He returns with a dispirited expression. “She gave me some half-assed excuse about how this happens when a quota’s full. Let me see if I got it right. First, to qualify, the respondent has to be between forty-five and sixty. Second, he/she ate dinner – no lunch or takeout – at this Chinese restaurant chain at least once in the last three months. Third, only week nights, but not Fridays. Come on. Talk about looking for the proverbial needle.”

In the next two hours, I dial over a hundred times, twenty people answer, four agree to do the survey, and only one qualifies.

Would it really affect results if a respondent went to that restaurant on a Friday? Or had lunch instead of dinner? Or is sixty-one instead of sixty?

By this point, I’m sure many interviewers, desperate to get surveys, are twisting answers. It’s tempting.

Every so often I glance at my neighbor to see how he’s doing. Only two surveys vs. my ten. The supervisor is sure to send him home yet, when she checks, all she says is, “Pick up the pace.”

Another sign he’s special? Lucky man. It’s not as if his livelihood depended on this. Tomorrow, he’ll be back upstairs thanking God he doesn’t have to work down here for a living.

Great. I get another survey.

I feel his eyes on me. Probably feeling exactly what I felt not so long ago. “You really know how to get them,” he says.

Why should it matter if he’s an executive posing as an interviewer? I say, “Let me give you a tip,” and tell him what I learned from Lucky León, our Star Performer, how to tweak the opening statement. “And put a smile in your voice.”

“Hey, thanks, I really owe you.”

Talk about coincidence. On his very next call, he gets a survey.

But with the quota filling, every interviewer is struggling with the almost impossible task of finding someone who fits the profile – and agrees to do a survey. My neighbor is literally begging people, a tactic that rarely works.

I hear him slam down the receiver. “Why can’t those high-and-mighty bible thumpers understand that people like us need to work on Sundays?”

“People like us?”

“Working poor, who else?” He gestures at other interviewers.

“Is that what you consider us to be?”

“What they pay here is just one step above poverty level.”

“How would you know?”

“My paycheck, for one. I’m almost embarrassed to cash it.”

“So you are working here?”

“As far as I can tell, though who knows about tomorrow?”

“Why this job?”

“Because it’s all I could find, and it’s work, and a lot better than being homeless.”

“Homeless?”

“Yes, homeless – as in people who live on the street. I’m sure you’ve seen them around, kind of a blot on the landscape of America’s finest city.” Sarcasm shades his voice. “Last month, I was one of them. Not that a lady like you would know anything about that lifestyle.”

“I can’t imagine you sleeping in a doorway next to filthy drunks and bag ladies.”

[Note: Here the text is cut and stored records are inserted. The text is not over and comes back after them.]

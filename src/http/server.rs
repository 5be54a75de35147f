//! HTTP server setup and configuration.
//!
//! # Responsibilities
//! - Build the Axum router for the user, proxy and admin APIs
//! - Wire up middleware (request ID, tracing, timeout, body limit, metrics)
//! - Apply hot-reloaded config to the running services
//! - Flush persisted state on shutdown

use arc_swap::ArcSwap;
use axum::{
    body::Body,
    extract::State,
    http::Request,
    middleware,
    routing::{get, post},
    Json, Router,
};
use serde::Serialize;
use std::path::Path;
use std::sync::Arc;
use std::time::{Duration, Instant};
use tokio::net::TcpListener;
use tokio::sync::{broadcast, mpsc};
use tower::ServiceBuilder;
use tower_http::{
    limit::RequestBodyLimitLayer,
    request_id::{PropagateRequestIdLayer, SetRequestIdLayer},
    timeout::TimeoutLayer,
    trace::TraceLayer,
};

use crate::accounts::Accounts;
use crate::admin::setup_admin_router;
use crate::allocator::Allocator;
use crate::config::ServiceConfig;
use crate::gateway::GatewayResolver;
use crate::http::middleware::{track_metrics, user_auth_middleware};
use crate::http::request::{request_id_of, MakeRequestUuidV4};
use crate::http::{proxy, user};
use crate::lifecycle::shutdown::wait as shutdown_signal;
use crate::pool::PoolOperator;
use crate::store::{Store, StoreError};

/// The part of the state that is swapped on config reload.
pub struct InnerState {
    pub config: ServiceConfig,
}

/// Application state injected into handlers.
#[derive(Clone)]
pub struct AppState {
    pub inner: Arc<ArcSwap<InnerState>>,
    pub store: Arc<Store>,
    pub allocator: Arc<Allocator>,
    pub accounts: Arc<Accounts>,
    pub pool: Arc<PoolOperator>,
    pub resolver: Arc<GatewayResolver>,
    pub started_at: Instant,
}

impl AppState {
    pub fn new(config: ServiceConfig, store: Arc<Store>) -> Self {
        Self {
            allocator: Arc::new(Allocator::new(store.clone(), config.gateway.endpoint())),
            accounts: Arc::new(Accounts::new(store.clone())),
            pool: Arc::new(PoolOperator::new(store.clone())),
            resolver: Arc::new(GatewayResolver::new(store.clone())),
            inner: Arc::new(ArcSwap::from_pointee(InnerState { config })),
            store,
            started_at: Instant::now(),
        }
    }
}

/// HTTP server for the allocation API.
pub struct HttpServer {
    router: Router,
    state: AppState,
}

impl HttpServer {
    /// Open the configured store and build the server around it.
    pub fn new(config: ServiceConfig) -> Result<Self, StoreError> {
        let store = match &config.storage.state_path {
            Some(path) => Store::open(Path::new(path), config.gateway.base_port, config.storage.autosave)?,
            None => Store::new(config.gateway.base_port),
        };
        Ok(Self::with_store(config, Arc::new(store)))
    }

    pub fn with_store(config: ServiceConfig, store: Arc<Store>) -> Self {
        let state = AppState::new(config.clone(), store);
        let router = Self::build_router(&config, state.clone());
        Self { router, state }
    }

    /// Build the Axum router with all middleware layers.
    #[allow(deprecated)]
    fn build_router(config: &ServiceConfig, state: AppState) -> Router {
        let authenticated = Router::new()
            .route("/user/me", get(user::me))
            .route("/user/subscription", get(user::subscription).put(user::change_plan))
            .route("/user/stats", get(user::stats))
            .route("/proxy/allocate", post(proxy::allocate))
            .route("/proxy/allocated", get(proxy::allocated))
            .route("/proxy/release", post(proxy::release))
            .route_layer(middleware::from_fn_with_state(state.clone(), user_auth_middleware));

        let mut app = Router::new()
            .route("/", get(root))
            .route("/health", get(health))
            .route("/auth/register", post(user::register))
            .route("/proxy/types", get(proxy::proxy_types))
            .merge(authenticated);

        if config.admin.enabled {
            app = app.merge(setup_admin_router(state.clone()));
        }

        app.route_layer(middleware::from_fn(track_metrics))
            .with_state(state)
            .layer(
                ServiceBuilder::new()
                    .layer(SetRequestIdLayer::x_request_id(MakeRequestUuidV4))
                    .layer(TraceLayer::new_for_http().make_span_with(|req: &Request<Body>| {
                        tracing::info_span!(
                            "request",
                            method = %req.method(),
                            uri = %req.uri(),
                            request_id = %request_id_of(req),
                        )
                    }))
                    .layer(PropagateRequestIdLayer::x_request_id())
                    .layer(RequestBodyLimitLayer::new(config.security.max_body_size))
                    .layer(TimeoutLayer::new(Duration::from_secs(config.timeouts.request_secs))),
            )
    }

    /// Run the server until `shutdown` fires, applying config updates as
    /// they arrive. State is flushed to disk before returning.
    pub async fn run(
        self,
        listener: TcpListener,
        mut config_updates: mpsc::UnboundedReceiver<ServiceConfig>,
        shutdown: broadcast::Receiver<()>,
    ) -> Result<(), std::io::Error> {
        let addr = listener.local_addr()?;
        tracing::info!(address = %addr, "HTTP server starting");

        let reload_state = self.state.clone();
        let reload_task = tokio::spawn(async move {
            while let Some(config) = config_updates.recv().await {
                apply_config(&reload_state, config);
            }
        });

        axum::serve(listener, self.router)
            .with_graceful_shutdown(shutdown_signal(shutdown))
            .await?;

        reload_task.abort();
        if let Some(path) = self.state.store.path() {
            match self.state.store.save().await {
                Ok(()) => tracing::info!(path = %path.display(), "State saved"),
                Err(e) => tracing::error!(path = %path.display(), error = %e, "Failed to save state on shutdown"),
            }
        }

        tracing::info!("HTTP server stopped");
        Ok(())
    }

    pub fn state(&self) -> &AppState {
        &self.state
    }
}

/// Swap in a reloaded config. Only the gateway endpoint and admin key take
/// effect live; listener, storage and middleware settings need a restart.
pub fn apply_config(state: &AppState, config: ServiceConfig) {
    let current = state.inner.load();
    if current.config.listener.bind_address != config.listener.bind_address
        || current.config.storage.state_path != config.storage.state_path
        || current.config.admin.enabled != config.admin.enabled
        || current.config.gateway.base_port != config.gateway.base_port
    {
        tracing::warn!("Some changed settings only take effect after a restart");
    }

    state.allocator.update_gateway(config.gateway.endpoint());
    tracing::info!(
        gateway = %config.gateway.public_address,
        listen_port = config.gateway.listen_port,
        "Applied reloaded config"
    );
    state.inner.store(Arc::new(InnerState { config }));
}

#[derive(Serialize)]
struct ServiceInfo {
    name: &'static str,
    version: &'static str,
}

async fn root() -> Json<ServiceInfo> {
    Json(ServiceInfo {
        name: env!("CARGO_PKG_NAME"),
        version: env!("CARGO_PKG_VERSION"),
    })
}

#[derive(Serialize)]
struct Health {
    status: &'static str,
    pool_entries: usize,
    users: usize,
}

async fn health(State(state): State<AppState>) -> Json<Health> {
    let snapshot = state.store.snapshot();
    Json(Health {
        status: "healthy",
        pool_entries: snapshot.pool.len(),
        users: snapshot.users.len(),
    })
}

#[cfg(test)]
mod tests {
    use super::*;

    #[tokio::test]
    async fn test_apply_config_updates_gateway() {
        let server = HttpServer::with_store(ServiceConfig::default(), Arc::new(Store::new(10_000)));
        let state = server.state().clone();

        let mut config = ServiceConfig::default();
        config.gateway.public_address = "gw.example.net".into();
        config.gateway.listen_port = 9000;
        config.admin.api_key = "rotated".into();
        apply_config(&state, config);

        let gateway = state.allocator.gateway();
        assert_eq!(gateway.address, "gw.example.net");
        assert_eq!(gateway.listen_port, 9000);
        assert_eq!(state.inner.load().config.admin.api_key, "rotated");
    }

    #[tokio::test]
    async fn test_oversized_body_rejected_through_full_stack() {
        use axum::http::{header, StatusCode};
        use tower::ServiceExt;

        let mut config = ServiceConfig::default();
        config.security.max_body_size = 16;
        let server = HttpServer::with_store(config, Arc::new(Store::new(10_000)));

        let body = r#"{"username":"alice","email":"alice@example.com"}"#;
        let req = Request::builder()
            .method("POST")
            .uri("/auth/register")
            .header(header::CONTENT_TYPE, "application/json")
            .header(header::CONTENT_LENGTH, body.len())
            .body(Body::from(body))
            .unwrap();
        let res = server.router.clone().oneshot(req).await.unwrap();
        assert_eq!(res.status(), StatusCode::PAYLOAD_TOO_LARGE);
        assert!(res.headers().contains_key("x-request-id"));

        let req = Request::builder().uri("/health").body(Body::empty()).unwrap();
        let res = server.router.oneshot(req).await.unwrap();
        assert_eq!(res.status(), StatusCode::OK);
    }
}
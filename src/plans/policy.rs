//! Plan-limit policy.

use chrono::{DateTime, Duration, Utc};
use serde::{Deserialize, Serialize};
use std::fmt;
use std::str::FromStr;

/// Length of one paid subscription period.
pub const SUBSCRIPTION_PERIOD_DAYS: i64 = 30;

/// Closed set of plan tiers.
#[derive(Debug, Clone, Copy, PartialEq, Eq, Hash, Default, Serialize, Deserialize)]
#[serde(rename_all = "snake_case")]
pub enum PlanTier {
    #[default]
    Starter,
    Professional,
    Enterprise,
}

impl PlanTier {
    pub fn as_str(&self) -> &'static str {
        match self {
            PlanTier::Starter => "starter",
            PlanTier::Professional => "professional",
            PlanTier::Enterprise => "enterprise",
        }
    }

    /// Lenient parse: anything unrecognized is treated as STARTER.
    pub fn parse_or_default(s: &str) -> Self {
        s.parse().unwrap_or_default()
    }
}

impl fmt::Display for PlanTier {
    fn fmt(&self, f: &mut fmt::Formatter<'_>) -> fmt::Result {
        f.write_str(self.as_str())
    }
}

impl FromStr for PlanTier {
    type Err = String;

    fn from_str(s: &str) -> Result<Self, Self::Err> {
        match s.trim().to_ascii_lowercase().as_str() {
            "starter" => Ok(PlanTier::Starter),
            "professional" => Ok(PlanTier::Professional),
            "enterprise" => Ok(PlanTier::Enterprise),
            other => Err(format!("unknown plan '{}'", other)),
        }
    }
}

/// Limits granted by a plan tier.
#[derive(Debug, Clone, Copy, PartialEq, Serialize, Deserialize)]
pub struct PlanLimits {
    pub data_limit_gb: f64,
    pub proxy_allocation_limit: u32,
    pub concurrent_connection_limit: u32,
}

/// Limits for a tier.
pub fn plan_limits(tier: PlanTier) -> PlanLimits {
    match tier {
        PlanTier::Starter => PlanLimits {
            data_limit_gb: 10.0,
            proxy_allocation_limit: 10,
            concurrent_connection_limit: 50,
        },
        PlanTier::Professional => PlanLimits {
            data_limit_gb: 50.0,
            proxy_allocation_limit: 50,
            concurrent_connection_limit: 500,
        },
        PlanTier::Enterprise => PlanLimits {
            data_limit_gb: 200.0,
            proxy_allocation_limit: 200,
            concurrent_connection_limit: 10_000,
        },
    }
}

/// New expiry after a plan purchase.
///
/// A running subscription is extended from its current expiry; a lapsed one
/// restarts from `now`.
pub fn extend_expiry(current: DateTime<Utc>, now: DateTime<Utc>) -> DateTime<Utc> {
    let period = Duration::days(SUBSCRIPTION_PERIOD_DAYS);
    if current > now {
        current + period
    } else {
        now + period
    }
}

#[cfg(test)]
mod tests {
    use super::*;

    #[test]
    fn test_plan_limits_table() {
        let starter = plan_limits(PlanTier::Starter);
        assert_eq!(starter.data_limit_gb, 10.0);
        assert_eq!(starter.proxy_allocation_limit, 10);
        assert_eq!(starter.concurrent_connection_limit, 50);

        let pro = plan_limits(PlanTier::Professional);
        assert_eq!(pro.data_limit_gb, 50.0);
        assert_eq!(pro.proxy_allocation_limit, 50);
        assert_eq!(pro.concurrent_connection_limit, 500);

        let ent = plan_limits(PlanTier::Enterprise);
        assert_eq!(ent.data_limit_gb, 200.0);
        assert_eq!(ent.proxy_allocation_limit, 200);
        assert_eq!(ent.concurrent_connection_limit, 10_000);
    }

    #[test]
    fn test_unknown_tier_defaults_to_starter() {
        assert_eq!(PlanTier::parse_or_default("platinum"), PlanTier::Starter);
        assert_eq!(PlanTier::parse_or_default(""), PlanTier::Starter);
        assert_eq!(PlanTier::parse_or_default("ENTERPRISE"), PlanTier::Enterprise);
        assert_eq!(
            plan_limits(PlanTier::parse_or_default("gold")),
            plan_limits(PlanTier::Starter)
        );
    }

    #[test]
    fn test_extend_running_subscription() {
        let now = Utc::now();
        let expires = now + Duration::days(5);
        assert_eq!(extend_expiry(expires, now), now + Duration::days(35));
    }

    #[test]
    fn test_reset_lapsed_subscription() {
        let now = Utc::now();
        let expired = now - Duration::days(1);
        assert_eq!(extend_expiry(expired, now), now + Duration::days(30));

        // Expiring exactly now counts as lapsed
        assert_eq!(extend_expiry(now, now), now + Duration::days(30));
    }
}
//! Allocation under concurrency, driven straight through the library.

use std::collections::HashSet;
use std::sync::Arc;

use futures_util::future::join_all;
use proxyflow::accounts::{Accounts, NewUser};
use proxyflow::allocator::{AllocationError, Allocator, GatewayEndpoint};
use proxyflow::plans::PlanTier;
use proxyflow::pool::PoolOperator;
use proxyflow::Store;

mod common;

fn gateway() -> GatewayEndpoint {
    GatewayEndpoint {
        address: "gw.test".into(),
        listen_port: 8080,
    }
}

async fn register_users(accounts: &Accounts, count: usize) -> Vec<u64> {
    let mut ids = Vec::new();
    for i in 0..count {
        let user = accounts
            .register(NewUser {
                username: format!("user{}", i),
                email: format!("user{}@example.com", i),
            })
            .await
            .unwrap();
        ids.push(user.id);
    }
    ids
}

#[tokio::test(flavor = "multi_thread", worker_threads = 8)]
async fn test_concurrent_allocations_never_oversubscribe() {
    let store = Arc::new(Store::new(10_000));
    PoolOperator::new(store.clone())
        .add_entries(common::pool_entries(95, 1))
        .await
        .unwrap();

    // STARTER asks for 10 each; 95 single-user slots serve exactly 9 users.
    let accounts = Accounts::new(store.clone());
    let users = register_users(&accounts, 20).await;

    let allocator = Arc::new(Allocator::new(store.clone(), gateway()));
    let handles = users.iter().map(|&id| {
        let allocator = allocator.clone();
        tokio::spawn(async move { allocator.allocate(id).await })
    });
    let results: Vec<_> = join_all(handles)
        .await
        .into_iter()
        .map(|joined| joined.unwrap())
        .collect();

    let succeeded: Vec<_> = results.iter().filter_map(|r| r.as_ref().ok()).collect();
    assert_eq!(succeeded.len(), 9);
    for result in results.iter().filter_map(|r| r.as_ref().err()) {
        assert!(matches!(result, AllocationError::InsufficientCapacity { requested: 10, .. }));
    }

    let ports: HashSet<u16> = succeeded
        .iter()
        .flat_map(|batch| batch.iter().map(|a| a.gateway_virtual_port))
        .collect();
    assert_eq!(ports.len(), 90);

    let state = store.snapshot();
    assert_eq!(state.allocations.len(), 90);
    assert_eq!(state.next_gateway_port, 10_090);
    for entry in state.pool.values() {
        assert!(entry.current_users <= entry.max_users);
    }
    for sub in state.subscriptions.values() {
        assert!(sub.allocated_proxies_count <= sub.allocated_proxies_limit);
        assert!(sub.allocated_proxies_count == 0 || sub.allocated_proxies_count == 10);
    }
}

#[tokio::test(flavor = "multi_thread", worker_threads = 4)]
async fn test_same_user_racing_gets_one_batch() {
    let store = Arc::new(Store::new(10_000));
    PoolOperator::new(store.clone())
        .add_entries(common::pool_entries(50, 10))
        .await
        .unwrap();
    let accounts = Accounts::new(store.clone());
    let users = register_users(&accounts, 1).await;
    let allocator = Arc::new(Allocator::new(store.clone(), gateway()));

    let results: Vec<_> = join_all((0..5).map(|_| {
        let allocator = allocator.clone();
        let id = users[0];
        tokio::spawn(async move { allocator.allocate(id).await })
    }))
    .await
    .into_iter()
    .map(|joined| joined.unwrap())
    .collect();

    assert_eq!(results.iter().filter(|r| r.is_ok()).count(), 1);
    assert!(results
        .iter()
        .filter_map(|r| r.as_ref().err())
        .all(|e| *e == AllocationError::AlreadyAllocated));
    assert_eq!(allocator.list_allocations(users[0]).len(), 10);
}

#[tokio::test]
async fn test_upgrade_then_allocate_uses_new_limit() {
    let store = Arc::new(Store::new(10_000));
    PoolOperator::new(store.clone())
        .add_entries(common::pool_entries(60, 1))
        .await
        .unwrap();
    let accounts = Accounts::new(store.clone());
    let users = register_users(&accounts, 1).await;
    accounts.change_plan(users[0], PlanTier::Professional).await.unwrap();

    let allocator = Allocator::new(store.clone(), gateway());
    let batch = allocator.allocate(users[0]).await.unwrap();
    assert_eq!(batch.len(), 50);
    let ports: Vec<u16> = batch.iter().map(|a| a.gateway_virtual_port).collect();
    assert_eq!(ports, (10_000..10_050).collect::<Vec<u16>>());

    let sub = accounts.subscription(users[0]).unwrap();
    assert_eq!(sub.allocated_proxies_count, 50);
    assert_eq!(sub.remaining_proxies(), 0);
}
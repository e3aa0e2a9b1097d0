//! Purpose: Blocking HTTP client for the Google Sheets v4 values and metadata endpoints.
//! Exports: `SheetsClient`, `ClientOptions`.
//! Role: Production implementation of `Sheets`; one HTTP request per trait call.
//! Invariants: Every request carries a fresh bearer token from the configured `TokenSource`.
//! Invariants: HTTP failures map onto `ErrorKind` so the retry layer can tell transient from permanent.
//! Invariants: Cells come back as strings regardless of the JSON scalar type the API used.
#![allow(clippy::result_large_err)]

use std::sync::Arc;
use std::time::Duration;

use serde::de::DeserializeOwned;
use serde::{Deserialize, Serialize};
use serde_json::{Value, json};
use tracing::debug;
use url::Url;

use super::auth::TokenSource;
use crate::core::error::{Error, ErrorKind};
use crate::core::rows::{Cell, Row};
use crate::core::sheets::{SheetProperties, Sheets, ValueInput};

type ApiResult<T> = Result<T, Error>;

pub const DEFAULT_BASE_URL: &str = "https://sheets.googleapis.com/";

#[derive(Clone, Debug, Deserialize, PartialEq)]
#[serde(default, deny_unknown_fields)]
pub struct ClientOptions {
    pub base_url: String,
    pub timeout_secs: u64,
}

impl Default for ClientOptions {
    fn default() -> Self {
        Self {
            base_url: DEFAULT_BASE_URL.to_string(),
            timeout_secs: 600,
        }
    }
}

#[derive(Clone)]
pub struct SheetsClient {
    inner: Arc<SheetsClientInner>,
}

struct SheetsClientInner {
    base_url: Url,
    agent: ureq::Agent,
    tokens: Box<dyn TokenSource>,
}

#[derive(Deserialize)]
struct ValueRange {
    #[serde(default)]
    values: Vec<Vec<Value>>,
}

#[derive(Deserialize)]
#[serde(rename_all = "camelCase")]
struct BatchValueRanges {
    #[serde(default)]
    value_ranges: Vec<ValueRange>,
}

#[derive(Deserialize)]
struct SpreadsheetMeta {
    #[serde(default)]
    sheets: Vec<SheetMeta>,
}

#[derive(Deserialize)]
struct SheetMeta {
    #[serde(default)]
    properties: SheetMetaProperties,
}

#[derive(Deserialize, Default)]
#[serde(rename_all = "camelCase")]
struct SheetMetaProperties {
    #[serde(default)]
    sheet_id: i64,
    #[serde(default)]
    title: String,
    #[serde(default)]
    grid_properties: Option<GridProperties>,
}

#[derive(Deserialize)]
#[serde(rename_all = "camelCase")]
struct GridProperties {
    #[serde(default = "default_row_count")]
    row_count: u64,
    #[serde(default = "default_column_count")]
    column_count: u64,
}

#[derive(Deserialize)]
struct ErrorEnvelope {
    error: RemoteError,
}

#[derive(Deserialize)]
struct RemoteError {
    message: Option<String>,
    status: Option<String>,
    #[serde(default)]
    errors: Vec<RemoteErrorDetail>,
}

#[derive(Deserialize)]
struct RemoteErrorDetail {
    reason: Option<String>,
}

#[derive(Serialize)]
#[serde(rename_all = "camelCase")]
struct UpdateRequest<'a> {
    major_dimension: &'static str,
    values: &'a [Vec<Cell>],
}

fn default_row_count() -> u64 {
    1000
}

fn default_column_count() -> u64 {
    26
}

impl SheetsClient {
    pub fn new(options: &ClientOptions, tokens: Box<dyn TokenSource>) -> ApiResult<Self> {
        let base_url = normalize_base_url(&options.base_url)?;
        let agent = ureq::AgentBuilder::new()
            .timeout(Duration::from_secs(options.timeout_secs))
            .build();
        Ok(Self {
            inner: Arc::new(SheetsClientInner {
                base_url,
                agent,
                tokens,
            }),
        })
    }

    pub fn base_url(&self) -> &Url {
        &self.inner.base_url
    }

    fn values_url(&self, spreadsheet_id: &str, tail: &str) -> ApiResult<Url> {
        build_url(
            &self.inner.base_url,
            &["v4", "spreadsheets", spreadsheet_id, "values", tail],
        )
    }

    fn request_json<T, R>(&self, method: &str, url: &Url, body: Option<&T>) -> ApiResult<R>
    where
        T: Serialize,
        R: DeserializeOwned,
    {
        let token = self.inner.tokens.access_token()?;
        let request = self
            .inner
            .agent
            .request(method, url.as_str())
            .set("Accept", "application/json")
            .set("Authorization", &format!("Bearer {token}"));
        debug!("{method} {url}");
        let response = match body {
            None => request.call(),
            Some(body) => {
                let payload = serde_json::to_string(body).map_err(|err| {
                    Error::new(ErrorKind::Internal)
                        .with_message("failed to encode request json")
                        .with_source(err)
                })?;
                request
                    .set("Content-Type", "application/json")
                    .send_string(&payload)
            }
        };

        match response {
            Ok(resp) => read_json_response(resp),
            Err(ureq::Error::Status(code, resp)) => Err(parse_error_response(code, resp)),
            Err(ureq::Error::Transport(err)) => Err(Error::new(ErrorKind::Io)
                .with_message("request failed")
                .with_source(err)),
        }
    }
}

impl Sheets for SheetsClient {
    fn get_values(&self, spreadsheet_id: &str, range: &str) -> ApiResult<Vec<Row>> {
        let mut url = self.values_url(spreadsheet_id, range)?;
        url.query_pairs_mut().append_pair("majorDimension", "ROWS");
        let envelope: ValueRange = self
            .request_json::<(), _>("GET", &url, None)
            .map_err(|err| err.with_spreadsheet(spreadsheet_id).with_range(range))?;
        Ok(rows_from_values(envelope.values))
    }

    fn batch_get_values(&self, spreadsheet_id: &str, ranges: &[String]) -> ApiResult<Vec<Vec<Row>>> {
        let mut url = build_url(
            &self.inner.base_url,
            &["v4", "spreadsheets", spreadsheet_id, "values:batchGet"],
        )?;
        {
            let mut pairs = url.query_pairs_mut();
            pairs.append_pair("majorDimension", "ROWS");
            for range in ranges {
                pairs.append_pair("ranges", range);
            }
        }
        let envelope: BatchValueRanges = self
            .request_json::<(), _>("GET", &url, None)
            .map_err(|err| err.with_spreadsheet(spreadsheet_id))?;
        let mut out: Vec<Vec<Row>> = envelope
            .value_ranges
            .into_iter()
            .map(|range| rows_from_values(range.values))
            .collect();
        out.resize(ranges.len(), Vec::new());
        Ok(out)
    }

    fn clear_values(&self, spreadsheet_id: &str, range: &str) -> ApiResult<()> {
        let url = self.values_url(spreadsheet_id, &format!("{range}:clear"))?;
        let _value: Value = self
            .request_json("POST", &url, Some(&json!({})))
            .map_err(|err| err.with_spreadsheet(spreadsheet_id).with_range(range))?;
        Ok(())
    }

    fn update_values(
        &self,
        spreadsheet_id: &str,
        range: &str,
        rows: &[Vec<Cell>],
        input: ValueInput,
    ) -> ApiResult<()> {
        let mut url = self.values_url(spreadsheet_id, range)?;
        url.query_pairs_mut()
            .append_pair("valueInputOption", input.as_str());
        let payload = UpdateRequest {
            major_dimension: "ROWS",
            values: rows,
        };
        let _value: Value = self
            .request_json("PUT", &url, Some(&payload))
            .map_err(|err| err.with_spreadsheet(spreadsheet_id).with_range(range))?;
        Ok(())
    }

    fn sheet_properties(&self, spreadsheet_id: &str) -> ApiResult<Vec<SheetProperties>> {
        let mut url = build_url(&self.inner.base_url, &["v4", "spreadsheets", spreadsheet_id])?;
        url.query_pairs_mut()
            .append_pair("fields", "sheets.properties");
        let meta: SpreadsheetMeta = self
            .request_json::<(), _>("GET", &url, None)
            .map_err(|err| err.with_spreadsheet(spreadsheet_id))?;
        Ok(meta
            .sheets
            .into_iter()
            .map(|sheet| {
                let grid = sheet.properties.grid_properties.unwrap_or(GridProperties {
                    row_count: default_row_count(),
                    column_count: default_column_count(),
                });
                SheetProperties {
                    sheet_id: sheet.properties.sheet_id,
                    title: sheet.properties.title,
                    row_count: grid.row_count,
                    column_count: grid.column_count,
                }
            })
            .collect())
    }

    fn resize_sheet(
        &self,
        spreadsheet_id: &str,
        sheet_id: i64,
        row_count: u64,
        column_count: u64,
    ) -> ApiResult<()> {
        let url = build_url(
            &self.inner.base_url,
            &[
                "v4",
                "spreadsheets",
                &format!("{spreadsheet_id}:batchUpdate"),
            ],
        )?;
        let payload = json!({
            "requests": [{
                "updateSheetProperties": {
                    "properties": {
                        "sheetId": sheet_id,
                        "gridProperties": {
                            "rowCount": row_count,
                            "columnCount": column_count,
                        }
                    },
                    "fields": "gridProperties.rowCount,gridProperties.columnCount",
                }
            }]
        });
        let _value: Value = self
            .request_json("POST", &url, Some(&payload))
            .map_err(|err| err.with_spreadsheet(spreadsheet_id))?;
        Ok(())
    }
}

fn normalize_base_url(raw: &str) -> ApiResult<Url> {
    let mut url = Url::parse(raw).map_err(|err| {
        Error::new(ErrorKind::Usage)
            .with_message("invalid api base url")
            .with_source(err)
    })?;
    let scheme = url.scheme();
    if scheme != "http" && scheme != "https" {
        return Err(Error::new(ErrorKind::Usage)
            .with_message("api base url must use http or https scheme"));
    }
    if url.path() != "/" && !url.path().is_empty() {
        return Err(Error::new(ErrorKind::Usage).with_message("api base url must not include a path"));
    }
    url.set_path("/");
    url.set_query(None);
    url.set_fragment(None);
    Ok(url)
}

fn build_url(base_url: &Url, segments: &[&str]) -> ApiResult<Url> {
    let mut url = base_url.clone();
    {
        let mut path = url.path_segments_mut().map_err(|_| {
            Error::new(ErrorKind::Usage).with_message("api base url cannot be a base")
        })?;
        path.clear();
        for segment in segments {
            path.push(segment);
        }
    }
    Ok(url)
}

fn read_json_response<R>(response: ureq::Response) -> ApiResult<R>
where
    R: DeserializeOwned,
{
    let body = response.into_string().map_err(|err| {
        Error::new(ErrorKind::Io)
            .with_message("failed to read response body")
            .with_source(err)
    })?;
    serde_json::from_str(&body).map_err(|err| {
        Error::new(ErrorKind::Internal)
            .with_message("invalid response json")
            .with_source(err)
    })
}

fn parse_error_response(status: u16, response: ureq::Response) -> Error {
    let body = response.into_string().unwrap_or_default();
    let mut kind = error_kind_from_status(status);
    let mut err_message = format!("remote error status {status}");
    if let Ok(envelope) = serde_json::from_str::<ErrorEnvelope>(&body) {
        let remote = envelope.error;
        if is_rate_limit(&remote) {
            kind = ErrorKind::RateLimited;
        }
        if let Some(message) = remote.message {
            err_message = message;
        }
    }
    Error::new(kind).with_message(err_message).with_status(status)
}

/// Quota errors sometimes arrive as 403 with a rate-limit reason.
fn is_rate_limit(remote: &RemoteError) -> bool {
    remote.status.as_deref() == Some("RESOURCE_EXHAUSTED")
        || remote.errors.iter().any(|detail| {
            detail
                .reason
                .as_deref()
                .is_some_and(|reason| reason.to_ascii_lowercase().contains("ratelimit"))
        })
}

fn error_kind_from_status(status: u16) -> ErrorKind {
    match status {
        400 | 413 => ErrorKind::Usage,
        401 => ErrorKind::Auth,
        403 => ErrorKind::Permission,
        404 => ErrorKind::NotFound,
        408 => ErrorKind::Io,
        429 => ErrorKind::RateLimited,
        500..=599 => ErrorKind::Unavailable,
        _ => ErrorKind::Internal,
    }
}

fn rows_from_values(values: Vec<Vec<Value>>) -> Vec<Row> {
    values
        .into_iter()
        .map(|row| row.into_iter().map(cell_text).collect())
        .collect()
}

fn cell_text(value: Value) -> String {
    match value {
        Value::String(text) => text,
        Value::Null => String::new(),
        Value::Bool(true) => "TRUE".to_string(),
        Value::Bool(false) => "FALSE".to_string(),
        other => other.to_string(),
    }
}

“I couldn’t imagine it either”

“Why the streets? Why not a shelter?”

“Ever tried to get into one of those places? Let me tell you, I did and on cold nights they’re stuffed to overflowing. I was afraid to sleep – they steal your shoes right off your feet – and there’re guys crying out from booze or drug withdrawal, or honking away because their noses are clogged up with shit. You get used to the smell but it sticks to your clothes even after you go outside. So I found a couple of homeless, interesting guys – one plays chess in the park and the other reads anything he can lay his fingers on – and hung out with them a few days.”

I shiver. Being homeless seems only a couple of steps from the phone room. “Dressed like you are today?”

“Course not. Hocked my watch, left my bag in the Greyhound terminal, except for an old army jacket and sleeping bag. You’d never tell the difference between me and the real thing, though people don’t look at the homeless – not if they can help it. Finally, I got hold of some cash and rented a room in a downtown hotel. Not the swankiest in town, but it’s heaven after that.”

As the day wears on, the room becomes silent. Surveys have tapered off. It’s hard to be cooped up in here while the California sunlight beams through the front windows. Three hours before our scheduled leaving time, the supervisor tells us, “Everyone, clock out for the day.”

I step into the bright, semi-deserted downtown. After the refrigerated phone room, the March sun on our side of the street is warm and welcoming.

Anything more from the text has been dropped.